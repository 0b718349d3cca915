//! Content whose upload failed after the handle holding it was released.
//!
//! When write-back fails on release there is no handle left to retry from.
//! The bytes are parked here under their path until an upload succeeds, so the
//! divergence stays visible (and retryable) for exactly that path.

use std::sync::atomic::{AtomicU64, Ordering};
use std::time::SystemTime;

use bytes::Bytes;
use dashmap::DashMap;
use tracing::{info, warn};

use crate::path::VirtualPath;

/// One parked body.
#[derive(Debug, Clone)]
pub struct Divergence {
    pub body: Bytes,
    pub since: SystemTime,
    pub reason: String,
    generation: u64,
}

impl Divergence {
    pub fn generation(&self) -> u64 {
        self.generation
    }
}

/// Parked bodies keyed by path.
#[derive(Debug, Default)]
pub struct DivergenceLedger {
    parked: DashMap<VirtualPath, Divergence>,
    next_generation: AtomicU64,
}

impl DivergenceLedger {
    pub fn new() -> Self {
        Self::default()
    }

    /// Parks `body` for `path`, replacing anything parked before.
    pub fn park(&self, path: &VirtualPath, body: Bytes, reason: impl Into<String>) {
        let reason = reason.into();
        let generation = self.next_generation.fetch_add(1, Ordering::Relaxed);
        warn!(path = %path, size = body.len(), reason = %reason, "Parked divergent content");
        self.parked.insert(
            path.clone(),
            Divergence {
                body,
                since: SystemTime::now(),
                reason,
                generation,
            },
        );
    }

    pub fn get(&self, path: &VirtualPath) -> Option<Divergence> {
        self.parked.get(path).map(|d| d.clone())
    }

    /// Parked body for `path`.
    pub fn content(&self, path: &VirtualPath) -> Option<Bytes> {
        self.parked.get(path).map(|d| d.body.clone())
    }

    pub fn size(&self, path: &VirtualPath) -> Option<u64> {
        self.parked.get(path).map(|d| d.body.len() as u64)
    }

    /// Drops the entry for `path` after newer content reached the store.
    pub fn resolve(&self, path: &VirtualPath) {
        if self.parked.remove(path).is_some() {
            info!(path = %path, "Divergence resolved");
        }
    }

    /// Drops the entry only if it is still the one that was uploaded.
    pub fn resolve_generation(&self, path: &VirtualPath, generation: u64) -> bool {
        let removed = self
            .parked
            .remove_if(path, |_, d| d.generation == generation)
            .is_some();
        if removed {
            info!(path = %path, "Divergence resolved by retry");
        }
        removed
    }

    /// Drops entries at or below `path` (unlink, rmdir).
    pub fn forget_within(&self, path: &VirtualPath) {
        self.parked.retain(|parked, _| !parked.is_within(path));
    }

    /// Moves entries at or below `from` under `to`.
    pub fn rename(&self, from: &VirtualPath, to: &VirtualPath) {
        let moved: Vec<VirtualPath> = self
            .parked
            .iter()
            .filter(|e| e.key().is_within(from))
            .map(|e| e.key().clone())
            .collect();
        for old in moved {
            if let (Some(new), Some((_, entry))) = (old.rebase(from, to), self.parked.remove(&old))
            {
                self.parked.insert(new, entry);
            }
        }
    }

    /// Paths with parked content, sorted.
    pub fn paths(&self) -> Vec<VirtualPath> {
        let mut paths: Vec<VirtualPath> = self.parked.iter().map(|e| e.key().clone()).collect();
        paths.sort();
        paths
    }

    pub fn len(&self) -> usize {
        self.parked.len()
    }

    pub fn is_empty(&self) -> bool {
        self.parked.is_empty()
    }
}
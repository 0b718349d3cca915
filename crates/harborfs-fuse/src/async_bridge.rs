//! Runs bucket operations from synchronous FUSE callbacks.
//!
//! fuser invokes callbacks on its own session threads. Each callback spawns
//! its [`harborfs_core::HarborFs`] operation on the tokio runtime and blocks
//! on the task's `JoinHandle`. The wait is bounded: a request the bucket
//! never answers is aborted and reported as EIO, like a timed-out remote
//! call, so the kernel request always completes.
//!
//! Every task runs inside a `bridge` span tagged with the operation name, so
//! remote-store logs can be traced back to the kernel request that caused
//! them. A panic inside an operation is contained to its task and surfaces
//! as EIO for that one request.
//!
//! The runtime must be multi-threaded: the calling thread only waits, so the
//! runtime's workers have to drive the task and its timers.

use std::sync::Arc;
use std::sync::atomic::{AtomicU64, Ordering};
use std::time::Duration;

use tokio::runtime::Handle;
use tracing::{Instrument, debug_span, error, warn};

/// Counters for bridged operations.
#[derive(Debug, Default)]
pub struct BridgeStats {
    pub operations_started: AtomicU64,
    pub operations_completed: AtomicU64,
    pub operations_timed_out: AtomicU64,
    pub operations_panicked: AtomicU64,
}

impl BridgeStats {
    pub fn new() -> Arc<Self> {
        Arc::new(Self::default())
    }

    /// Operations started but not yet finished in any way.
    pub fn in_flight(&self) -> u64 {
        let finished = self.operations_completed.load(Ordering::Relaxed)
            + self.operations_timed_out.load(Ordering::Relaxed)
            + self.operations_panicked.load(Ordering::Relaxed);
        self.operations_started
            .load(Ordering::Relaxed)
            .saturating_sub(finished)
    }

    fn record<T>(&self, outcome: &Result<T, BridgeError>) {
        let counter = match outcome {
            Ok(_) | Err(BridgeError::Cancelled(_)) => &self.operations_completed,
            Err(BridgeError::Timeout { .. }) => &self.operations_timed_out,
            Err(BridgeError::Panicked(_)) => &self.operations_panicked,
        };
        counter.fetch_add(1, Ordering::Relaxed);
    }
}

/// Failure of the bridge itself, independent of the operation's result.
#[derive(Debug, thiserror::Error)]
pub enum BridgeError {
    #[error("{op} did not finish within {after:?}")]
    Timeout { op: &'static str, after: Duration },

    #[error("{0} panicked")]
    Panicked(&'static str),

    /// The runtime shut down under the task.
    #[error("{0} was cancelled")]
    Cancelled(&'static str),
}

impl BridgeError {
    /// Timeouts and panics read as I/O errors to the caller.
    pub fn to_errno(&self) -> i32 {
        match self {
            BridgeError::Timeout { .. } | BridgeError::Panicked(_) => libc::EIO,
            BridgeError::Cancelled(_) => libc::ECANCELED,
        }
    }
}

/// Runs operation `op` on `handle` and blocks until it finishes or `timeout`
/// elapses.
///
/// On timeout the task is aborted so it releases the handle and path locks
/// it holds.
pub fn execute<F, T>(
    handle: &Handle,
    op: &'static str,
    timeout: Duration,
    stats: Option<&BridgeStats>,
    future: F,
) -> Result<T, BridgeError>
where
    F: Future<Output = T> + Send + 'static,
    T: Send + 'static,
{
    if let Some(s) = stats {
        s.operations_started.fetch_add(1, Ordering::Relaxed);
    }

    let mut task = handle.spawn(future.instrument(debug_span!("bridge", op)));
    let outcome = match handle.block_on(tokio::time::timeout(timeout, &mut task)) {
        Ok(Ok(value)) => Ok(value),
        Ok(Err(join)) if join.is_panic() => {
            error!(op, "Filesystem operation panicked");
            Err(BridgeError::Panicked(op))
        }
        Ok(Err(_cancelled)) => Err(BridgeError::Cancelled(op)),
        Err(_elapsed) => {
            task.abort();
            warn!(op, timeout_ms = timeout.as_millis(), "Filesystem operation timed out");
            Err(BridgeError::Timeout { op, after: timeout })
        }
    };

    if let Some(s) = stats {
        s.record(&outcome);
    }
    outcome
}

Aim of the task ::
Locate and copy each line in the data above that includes the word "Relaxed".

Written answer ::
        let generation = self.next_generation.fetch_add(1, Ordering::Relaxed);
        let finished = self.operations_completed.load(Ordering::Relaxed)
            + self.operations_timed_out.load(Ordering::Relaxed)
            + self.operations_panicked.load(Ordering::Relaxed);
            .load(Ordering::Relaxed)
        counter.fetch_add(1, Ordering::Relaxed);
        s.operations_started.fetch_add(1, Ordering::Relaxed);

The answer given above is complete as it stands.